Chris - 01 Aug 2007 02:44 GMT
> In article <1185901821.192920.321...@k79g2000hse.googlegroups.com>,
>
[quoted text clipped - 21 lines]
> --
> Check it out!http://www.tcfitnesschallenge.com/index.html

Glad I followed this thread, since I see I'm mentioned :-).  You're
absolutely right, Amy.  I was never disgusted with myself or otherwise
unhappy.  I had an extremely successful career, a happy marriage,
great friends, and a good life.  My values just emphasized intellect
and career accomplishment over appearance.  I was not particularly
self-conscious or unhappy with myself; for example, I was an
experienced and confident public speaker.  I knew I would be healthier
if I were less heavy but didn't spend a lot of time fretting about it
-- and I honestly didn't feel many health effects of being
overweight.  My path to weight loss started with joining a gym --
because I had an injury and wanted to do water aerobics to help with
rehab.  Once I got there I started doing other stuff.  Rather than
focusing on weight loss I focused on strength, and became a
competitive (and record-holding) weight lifter.  But at some point my
experience with my new circle of friends at the gym made me feel I
wanted overall fitness, not just strength.  And that's where the
weight loss started.  But I had a positive self-image when I was
heavy, just as I do now, because all along the way I have been living
in accordance with my values -- they've just evolved over time.

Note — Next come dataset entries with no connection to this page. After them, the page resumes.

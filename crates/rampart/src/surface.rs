//! The rendering-surface interface and a headless implementation.
//!
//! The diagram widget itself is an external collaborator: it renders nodes
//! and edges, measures them after its first paint, and exposes a viewport.
//! This crate only depends on the narrow [`FlowSurface`] contract below.
//!
//! [`HeadlessSurface`] implements the contract without a widget: it measures
//! labels with a deterministic character-count heuristic, which is enough to
//! drive the full pipeline from a CLI or a test.

use log::debug;

use rampart_core::{
    flow::{FlowEdge, FlowNode},
    geometry::Size,
};

/// The operations the layout pipeline needs from a rendering widget.
///
/// Nodes handed to `set_nodes` are owned by the surface afterwards; the
/// surface reports measured sizes through the snapshots returned from
/// `nodes`.
pub trait FlowSurface {
    /// `true` once viewport metrics (fonts, container size) are settled.
    fn viewport_initialized(&self) -> bool;

    /// Snapshot of the current nodes, including any measured sizes.
    fn nodes(&self) -> Vec<FlowNode>;

    /// Snapshot of the current edges.
    fn edges(&self) -> Vec<FlowEdge>;

    /// Replace the node collection (used to mount and to commit positions).
    fn set_nodes(&mut self, nodes: Vec<FlowNode>);

    /// Replace the edge collection.
    fn set_edges(&mut self, edges: Vec<FlowEdge>);

    /// Request that the viewport be fitted to the diagram's content.
    fn fit_view(&mut self);
}

/// Font size assumed by the headless measurement heuristic.
const FONT_SIZE: f32 = 14.0;
/// Average glyph width as a fraction of the font size.
const CHAR_WIDTH_FACTOR: f32 = 0.6;
/// Line height as a fraction of the font size.
const LINE_HEIGHT_FACTOR: f32 = 1.2;
/// Horizontal and vertical padding inside a node box.
const NODE_PADDING: f32 = 12.0;

/// A widgetless [`FlowSurface`] for CLI use and tests.
///
/// The viewport counts as initialized once a graph is mounted. Measurement
/// is explicit: call [`HeadlessSurface::measure_all`] to fill node sizes
/// from the label heuristic, standing in for the widget's first paint.
#[derive(Debug, Default)]
pub struct HeadlessSurface {
    nodes: Vec<FlowNode>,
    edges: Vec<FlowEdge>,
    mounted: bool,
    fit_view_requests: u32,
}

impl HeadlessSurface {
    /// Create an empty, unmounted surface.
    pub fn new() -> Self {
        Self::default()
    }

    /// Mount a node/edge collection, initializing the viewport.
    pub fn mount(&mut self, nodes: Vec<FlowNode>, edges: Vec<FlowEdge>) {
        debug!(nodes = nodes.len(), edges = edges.len(); "Mounting diagram on headless surface");
        self.nodes = nodes;
        self.edges = edges;
        self.mounted = true;
    }

    /// Measure every node from its label, like a widget paint would.
    pub fn measure_all(&mut self) {
        for node in &mut self.nodes {
            node.size = Some(measure_label(&node.label));
        }
    }

    /// Number of `fit_view` requests received so far.
    pub fn fit_view_requests(&self) -> u32 {
        self.fit_view_requests
    }
}

impl FlowSurface for HeadlessSurface {
    fn viewport_initialized(&self) -> bool {
        self.mounted
    }

    fn nodes(&self) -> Vec<FlowNode> {
        self.nodes.clone()
    }

    fn edges(&self) -> Vec<FlowEdge> {
        self.edges.clone()
    }

    fn set_nodes(&mut self, nodes: Vec<FlowNode>) {
        self.nodes = nodes;
    }

    fn set_edges(&mut self, edges: Vec<FlowEdge>) {
        self.edges = edges;
    }

    fn fit_view(&mut self) {
        self.fit_view_requests += 1;
    }
}

/// Deterministic single-line text measurement: widest line sets the width,
/// line count sets the height.
fn measure_label(label: &str) -> Size {
    let lines: Vec<&str> = label.split('\n').collect();
    let max_chars = lines
        .iter()
        .map(|line| line.chars().count())
        .max()
        .unwrap_or(0)
        .max(1);

    let width = max_chars as f32 * FONT_SIZE * CHAR_WIDTH_FACTOR + 2.0 * NODE_PADDING;
    let height = lines.len() as f32 * FONT_SIZE * LINE_HEIGHT_FACTOR + 2.0 * NODE_PADDING;
    Size::new(width, height)
}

While I never felt any desperate need to lose weight, in some ways I
think that made the path easier.  I suppose it might have made it
easier for me to abandon it along the way, but I think it was helpful
that I didn't have a lot of emotional and self-esteem issues tied up
with it.  It was just a project that I undertook.  And it turned out I
really liked the way it was working out, so that motivated me to keep
it up :-).

Chris
262/130s/130s
A Ross - 02 Aug 2007 15:35 GMT
snip

> Glad I followed this thread, since I see I'm mentioned :-).  You're
> absolutely right, Amy.  I was never disgusted with myself or otherwise
[quoted text clipped - 26 lines]
> Chris
> 262/130s/130s

Thanks, Chris. I think that's what I find so interesting about your
"journey"--that weight loss was really a side trip rather than the
original destination. And that you have maintained that loss while
enjoying life to it's fullest is wonderful. I hope others get as much
motivation from your story as I have.

Amy
168/115/...

Signature

Check it out!
http://www.tcfitnesschallenge.com/index.html

Beverly - 03 Aug 2007 14:08 GMT
>> On the other hand, if you aren't thoroughly discusted with yourself
>> for being fat, chances are a diet isn't going to work in the long run.
[quoted text clipped - 15 lines]
> Amy
> 168/115/...

A few of us gained the weight while trying to improve our health.  I gained
my weight when I quit smoking.  I knew quitting often caused weight gain but
I was willing to exchange the cigarettes for a healthier life style and
concentrate on shedding the weight after I quit.  It took a year to lose the
40 pounds I gained and I've managed to keep it off since '96.  My goal to
become healthier also led to a healthier diet and regular exercise.
janice - 01 Aug 2007 09:21 GMT
>On the other hand, if you aren't thoroughly discusted with yourself
>for being fat, chances are a diet isn't going to work in the long run.
>dkw

Personally, I don't agree with that.  I think that one of the keys to
success is learning to love yourself, believing that your body is
worth taking care of, and so on -  whatever you weigh.  Being
disgusted with yourself just reinforces the downward spiral and tells
you you're worthless and not worth caring for.